Where the listing below reaches the line containing "list of words.", start writing out lines exactly, and stop once the line containing "reference text up" has been written.

============================================================

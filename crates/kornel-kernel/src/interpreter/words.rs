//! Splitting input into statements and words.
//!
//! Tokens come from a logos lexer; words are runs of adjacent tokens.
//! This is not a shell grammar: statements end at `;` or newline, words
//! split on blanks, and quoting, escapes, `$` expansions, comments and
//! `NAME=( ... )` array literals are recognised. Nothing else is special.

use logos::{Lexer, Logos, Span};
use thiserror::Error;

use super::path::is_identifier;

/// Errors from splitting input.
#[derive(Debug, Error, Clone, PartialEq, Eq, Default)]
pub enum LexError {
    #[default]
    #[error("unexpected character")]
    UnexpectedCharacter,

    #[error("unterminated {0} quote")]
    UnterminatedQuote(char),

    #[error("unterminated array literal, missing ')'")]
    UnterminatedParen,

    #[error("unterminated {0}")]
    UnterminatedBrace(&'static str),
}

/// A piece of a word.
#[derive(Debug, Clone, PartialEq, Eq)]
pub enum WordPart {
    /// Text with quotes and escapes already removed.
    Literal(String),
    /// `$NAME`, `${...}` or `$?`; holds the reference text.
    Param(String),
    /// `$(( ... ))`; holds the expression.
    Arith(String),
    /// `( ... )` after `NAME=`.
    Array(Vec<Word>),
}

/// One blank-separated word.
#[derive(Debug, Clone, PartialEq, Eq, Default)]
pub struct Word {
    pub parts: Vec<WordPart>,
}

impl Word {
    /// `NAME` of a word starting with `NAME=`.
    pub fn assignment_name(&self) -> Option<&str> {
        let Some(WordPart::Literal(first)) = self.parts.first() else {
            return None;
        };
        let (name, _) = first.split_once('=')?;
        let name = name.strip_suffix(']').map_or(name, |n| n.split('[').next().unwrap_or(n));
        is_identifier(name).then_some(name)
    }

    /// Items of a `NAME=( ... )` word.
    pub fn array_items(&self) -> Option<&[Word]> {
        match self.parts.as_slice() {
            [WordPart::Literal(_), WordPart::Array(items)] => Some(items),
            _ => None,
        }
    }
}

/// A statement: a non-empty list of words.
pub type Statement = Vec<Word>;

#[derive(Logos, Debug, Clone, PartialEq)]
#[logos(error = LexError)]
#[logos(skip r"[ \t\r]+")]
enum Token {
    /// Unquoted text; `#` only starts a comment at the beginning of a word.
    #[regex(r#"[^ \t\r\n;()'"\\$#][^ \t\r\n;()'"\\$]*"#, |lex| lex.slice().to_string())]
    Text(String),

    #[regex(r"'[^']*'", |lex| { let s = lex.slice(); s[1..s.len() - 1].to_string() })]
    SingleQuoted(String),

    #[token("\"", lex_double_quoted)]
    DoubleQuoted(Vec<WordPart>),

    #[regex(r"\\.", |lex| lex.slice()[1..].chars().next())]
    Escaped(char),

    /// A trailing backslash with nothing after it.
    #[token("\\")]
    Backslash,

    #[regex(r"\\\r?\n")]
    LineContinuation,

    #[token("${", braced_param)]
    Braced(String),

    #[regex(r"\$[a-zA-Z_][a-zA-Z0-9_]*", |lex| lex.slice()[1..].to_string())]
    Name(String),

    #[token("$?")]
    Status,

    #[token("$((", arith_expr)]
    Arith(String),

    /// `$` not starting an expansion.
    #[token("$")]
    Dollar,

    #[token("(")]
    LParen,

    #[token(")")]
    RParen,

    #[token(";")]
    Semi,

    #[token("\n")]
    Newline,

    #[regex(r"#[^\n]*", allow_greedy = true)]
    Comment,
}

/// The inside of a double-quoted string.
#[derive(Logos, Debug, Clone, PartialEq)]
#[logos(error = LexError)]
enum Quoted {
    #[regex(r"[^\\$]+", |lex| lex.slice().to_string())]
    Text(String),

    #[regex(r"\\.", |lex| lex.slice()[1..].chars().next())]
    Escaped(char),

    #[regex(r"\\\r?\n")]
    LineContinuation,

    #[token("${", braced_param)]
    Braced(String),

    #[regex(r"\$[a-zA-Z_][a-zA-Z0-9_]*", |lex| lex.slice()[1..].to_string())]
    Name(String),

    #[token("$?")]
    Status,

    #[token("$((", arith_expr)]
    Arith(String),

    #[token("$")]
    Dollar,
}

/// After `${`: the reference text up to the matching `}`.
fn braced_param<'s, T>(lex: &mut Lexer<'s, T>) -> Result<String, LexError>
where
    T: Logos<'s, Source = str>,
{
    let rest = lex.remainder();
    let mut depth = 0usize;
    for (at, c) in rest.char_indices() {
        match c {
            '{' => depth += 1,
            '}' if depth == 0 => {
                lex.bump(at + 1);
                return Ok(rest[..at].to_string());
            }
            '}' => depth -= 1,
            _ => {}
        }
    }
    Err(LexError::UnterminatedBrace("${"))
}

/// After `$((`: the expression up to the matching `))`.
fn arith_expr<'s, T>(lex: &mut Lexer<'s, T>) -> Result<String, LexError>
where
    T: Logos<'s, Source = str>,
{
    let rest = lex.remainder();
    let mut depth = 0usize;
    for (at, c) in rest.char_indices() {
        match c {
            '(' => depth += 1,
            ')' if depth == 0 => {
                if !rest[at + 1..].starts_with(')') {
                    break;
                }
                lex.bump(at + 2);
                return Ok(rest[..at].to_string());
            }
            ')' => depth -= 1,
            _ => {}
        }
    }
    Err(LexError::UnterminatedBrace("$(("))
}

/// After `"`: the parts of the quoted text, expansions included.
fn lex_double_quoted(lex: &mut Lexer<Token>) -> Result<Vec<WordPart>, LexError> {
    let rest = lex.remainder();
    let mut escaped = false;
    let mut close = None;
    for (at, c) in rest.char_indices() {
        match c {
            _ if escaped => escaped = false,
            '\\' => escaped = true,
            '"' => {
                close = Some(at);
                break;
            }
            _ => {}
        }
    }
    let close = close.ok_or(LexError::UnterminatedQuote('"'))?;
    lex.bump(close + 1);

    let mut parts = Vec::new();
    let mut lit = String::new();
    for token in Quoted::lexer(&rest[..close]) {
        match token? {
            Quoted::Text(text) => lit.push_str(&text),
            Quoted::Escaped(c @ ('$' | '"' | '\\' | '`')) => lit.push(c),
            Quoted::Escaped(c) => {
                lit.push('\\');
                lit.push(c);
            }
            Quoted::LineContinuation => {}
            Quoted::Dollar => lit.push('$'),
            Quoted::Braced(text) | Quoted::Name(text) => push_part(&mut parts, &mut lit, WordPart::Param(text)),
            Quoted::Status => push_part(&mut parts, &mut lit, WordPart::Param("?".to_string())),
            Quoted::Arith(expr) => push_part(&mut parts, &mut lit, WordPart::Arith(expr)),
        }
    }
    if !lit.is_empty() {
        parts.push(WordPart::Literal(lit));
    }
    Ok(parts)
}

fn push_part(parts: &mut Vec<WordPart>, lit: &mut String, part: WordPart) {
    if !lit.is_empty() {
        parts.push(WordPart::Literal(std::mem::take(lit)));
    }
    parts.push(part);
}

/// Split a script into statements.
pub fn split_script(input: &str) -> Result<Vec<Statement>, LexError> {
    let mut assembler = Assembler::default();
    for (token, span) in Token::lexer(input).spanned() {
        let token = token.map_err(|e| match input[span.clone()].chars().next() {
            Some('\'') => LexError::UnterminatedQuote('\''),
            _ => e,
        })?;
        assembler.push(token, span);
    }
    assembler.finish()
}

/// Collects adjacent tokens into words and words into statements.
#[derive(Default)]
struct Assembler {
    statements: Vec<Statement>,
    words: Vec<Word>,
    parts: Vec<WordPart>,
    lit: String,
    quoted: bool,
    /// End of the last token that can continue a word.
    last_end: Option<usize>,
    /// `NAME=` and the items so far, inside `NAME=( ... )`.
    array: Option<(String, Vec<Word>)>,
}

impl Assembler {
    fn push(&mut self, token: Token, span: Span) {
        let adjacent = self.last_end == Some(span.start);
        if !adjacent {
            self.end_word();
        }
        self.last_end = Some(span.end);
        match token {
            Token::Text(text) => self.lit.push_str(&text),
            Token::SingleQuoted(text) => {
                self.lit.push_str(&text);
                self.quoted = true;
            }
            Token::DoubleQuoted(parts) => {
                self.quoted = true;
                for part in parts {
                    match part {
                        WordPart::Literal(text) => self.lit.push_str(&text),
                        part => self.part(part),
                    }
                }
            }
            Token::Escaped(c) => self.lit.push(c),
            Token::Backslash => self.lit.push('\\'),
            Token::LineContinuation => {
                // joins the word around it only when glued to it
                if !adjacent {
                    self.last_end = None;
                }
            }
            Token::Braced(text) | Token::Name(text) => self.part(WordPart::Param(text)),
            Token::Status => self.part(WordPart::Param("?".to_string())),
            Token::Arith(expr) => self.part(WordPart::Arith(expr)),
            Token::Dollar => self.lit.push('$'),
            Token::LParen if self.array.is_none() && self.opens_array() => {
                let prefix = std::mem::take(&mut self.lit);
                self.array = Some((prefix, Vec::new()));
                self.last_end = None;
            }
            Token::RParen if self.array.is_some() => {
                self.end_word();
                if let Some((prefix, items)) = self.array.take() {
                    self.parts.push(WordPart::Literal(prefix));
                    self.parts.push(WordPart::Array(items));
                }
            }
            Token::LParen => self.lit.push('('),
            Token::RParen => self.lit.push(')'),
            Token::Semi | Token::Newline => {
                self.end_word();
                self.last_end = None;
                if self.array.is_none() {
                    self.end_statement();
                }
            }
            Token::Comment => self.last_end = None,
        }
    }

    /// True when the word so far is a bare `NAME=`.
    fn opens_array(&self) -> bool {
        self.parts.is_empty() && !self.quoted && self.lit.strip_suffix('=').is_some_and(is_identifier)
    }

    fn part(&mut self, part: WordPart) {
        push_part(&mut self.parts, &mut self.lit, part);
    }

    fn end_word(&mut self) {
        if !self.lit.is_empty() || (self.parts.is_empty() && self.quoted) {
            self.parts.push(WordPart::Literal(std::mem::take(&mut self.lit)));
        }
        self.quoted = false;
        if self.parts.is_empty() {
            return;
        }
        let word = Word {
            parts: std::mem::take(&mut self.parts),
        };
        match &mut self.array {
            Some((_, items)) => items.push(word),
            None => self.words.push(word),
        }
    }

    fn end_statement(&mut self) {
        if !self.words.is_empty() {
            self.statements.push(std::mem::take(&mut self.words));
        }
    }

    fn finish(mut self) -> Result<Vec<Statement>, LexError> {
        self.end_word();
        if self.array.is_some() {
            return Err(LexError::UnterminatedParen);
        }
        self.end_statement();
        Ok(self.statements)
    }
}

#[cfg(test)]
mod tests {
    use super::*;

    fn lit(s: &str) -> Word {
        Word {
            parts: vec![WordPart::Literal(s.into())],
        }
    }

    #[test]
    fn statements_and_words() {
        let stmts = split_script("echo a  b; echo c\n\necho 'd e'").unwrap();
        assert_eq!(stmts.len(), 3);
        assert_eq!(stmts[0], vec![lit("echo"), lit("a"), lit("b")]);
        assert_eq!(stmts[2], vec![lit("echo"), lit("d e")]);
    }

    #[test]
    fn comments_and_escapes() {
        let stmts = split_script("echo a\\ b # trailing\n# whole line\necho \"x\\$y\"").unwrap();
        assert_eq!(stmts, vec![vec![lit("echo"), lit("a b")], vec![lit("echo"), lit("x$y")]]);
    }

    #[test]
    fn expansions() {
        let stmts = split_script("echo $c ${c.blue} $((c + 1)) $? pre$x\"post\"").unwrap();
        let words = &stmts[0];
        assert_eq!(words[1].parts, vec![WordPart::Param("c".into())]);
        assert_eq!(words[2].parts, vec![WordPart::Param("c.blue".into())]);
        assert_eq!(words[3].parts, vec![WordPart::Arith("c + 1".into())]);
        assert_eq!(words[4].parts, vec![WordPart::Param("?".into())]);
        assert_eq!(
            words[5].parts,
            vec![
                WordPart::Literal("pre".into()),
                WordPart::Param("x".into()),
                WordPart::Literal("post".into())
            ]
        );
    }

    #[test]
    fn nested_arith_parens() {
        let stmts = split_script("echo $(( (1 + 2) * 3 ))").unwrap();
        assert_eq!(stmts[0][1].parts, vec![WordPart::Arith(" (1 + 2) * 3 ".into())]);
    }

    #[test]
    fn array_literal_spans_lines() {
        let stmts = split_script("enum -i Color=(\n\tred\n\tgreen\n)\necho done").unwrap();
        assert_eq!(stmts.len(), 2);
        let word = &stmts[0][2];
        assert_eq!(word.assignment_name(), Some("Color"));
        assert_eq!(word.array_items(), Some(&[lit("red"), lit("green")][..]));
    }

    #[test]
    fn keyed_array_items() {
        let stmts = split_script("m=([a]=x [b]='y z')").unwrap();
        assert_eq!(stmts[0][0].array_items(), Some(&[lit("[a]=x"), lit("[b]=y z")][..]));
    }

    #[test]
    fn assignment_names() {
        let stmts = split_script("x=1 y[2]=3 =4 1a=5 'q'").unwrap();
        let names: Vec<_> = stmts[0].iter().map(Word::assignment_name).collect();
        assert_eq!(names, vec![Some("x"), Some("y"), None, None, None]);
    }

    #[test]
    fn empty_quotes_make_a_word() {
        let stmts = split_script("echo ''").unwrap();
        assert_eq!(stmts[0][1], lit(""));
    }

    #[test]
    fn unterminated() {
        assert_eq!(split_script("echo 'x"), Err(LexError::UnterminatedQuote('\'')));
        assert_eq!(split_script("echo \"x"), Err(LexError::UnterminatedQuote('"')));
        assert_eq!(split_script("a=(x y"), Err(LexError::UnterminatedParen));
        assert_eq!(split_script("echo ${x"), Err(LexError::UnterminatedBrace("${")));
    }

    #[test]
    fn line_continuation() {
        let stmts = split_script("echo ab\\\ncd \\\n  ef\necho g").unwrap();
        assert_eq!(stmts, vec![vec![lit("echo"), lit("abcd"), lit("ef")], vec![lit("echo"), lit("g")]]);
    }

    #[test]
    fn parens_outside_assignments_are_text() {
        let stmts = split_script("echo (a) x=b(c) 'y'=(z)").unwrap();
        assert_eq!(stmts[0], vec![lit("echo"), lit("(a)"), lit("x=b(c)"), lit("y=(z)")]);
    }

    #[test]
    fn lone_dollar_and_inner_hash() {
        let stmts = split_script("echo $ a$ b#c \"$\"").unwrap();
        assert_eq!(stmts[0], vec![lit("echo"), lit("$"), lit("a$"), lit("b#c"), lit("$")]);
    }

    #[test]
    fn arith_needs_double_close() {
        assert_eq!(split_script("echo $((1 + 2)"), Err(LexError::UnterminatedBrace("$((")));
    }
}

============================================================

RESULT OF THE TASK.
/// A statement: a non-empty list of words.
pub type Statement = Vec<Word>;

#[derive(Logos, Debug, Clone, PartialEq)]
#[logos(error = LexError)]
#[logos(skip r"[ \t\r]+")]
enum Token {
    /// Unquoted text; `#` only starts a comment at the beginning of a word.
    #[regex(r#"[^ \t\r\n;()'"\\$#][^ \t\r\n;()'"\\$]*"#, |lex| lex.slice().to_string())]
    Text(String),

    #[regex(r"'[^']*'", |lex| { let s = lex.slice(); s[1..s.len() - 1].to_string() })]
    SingleQuoted(String),

    #[token("\"", lex_double_quoted)]
    DoubleQuoted(Vec<WordPart>),

    #[regex(r"\\.", |lex| lex.slice()[1..].chars().next())]
    Escaped(char),

    /// A trailing backslash with nothing after it.
    #[token("\\")]
    Backslash,

    #[regex(r"\\\r?\n")]
    LineContinuation,

    #[token("${", braced_param)]
    Braced(String),

    #[regex(r"\$[a-zA-Z_][a-zA-Z0-9_]*", |lex| lex.slice()[1..].to_string())]
    Name(String),

    #[token("$?")]
    Status,

    #[token("$((", arith_expr)]
    Arith(String),

    /// `$` not starting an expansion.
    #[token("$")]
    Dollar,

    #[token("(")]
    LParen,

    #[token(")")]
    RParen,

    #[token(";")]
    Semi,

    #[token("\n")]
    Newline,

    #[regex(r"#[^\n]*", allow_greedy = true)]
    Comment,
}

/// The inside of a double-quoted string.
#[derive(Logos, Debug, Clone, PartialEq)]
#[logos(error = LexError)]
enum Quoted {
    #[regex(r"[^\\$]+", |lex| lex.slice().to_string())]
    Text(String),

    #[regex(r"\\.", |lex| lex.slice()[1..].chars().next())]
    Escaped(char),

    #[regex(r"\\\r?\n")]
    LineContinuation,

    #[token("${", braced_param)]
    Braced(String),

    #[regex(r"\$[a-zA-Z_][a-zA-Z0-9_]*", |lex| lex.slice()[1..].to_string())]
    Name(String),

    #[token("$?")]
    Status,

    #[token("$((", arith_expr)]
    Arith(String),

    #[token("$")]
    Dollar,
}

/// After `${`: the reference text up to the matching `}`.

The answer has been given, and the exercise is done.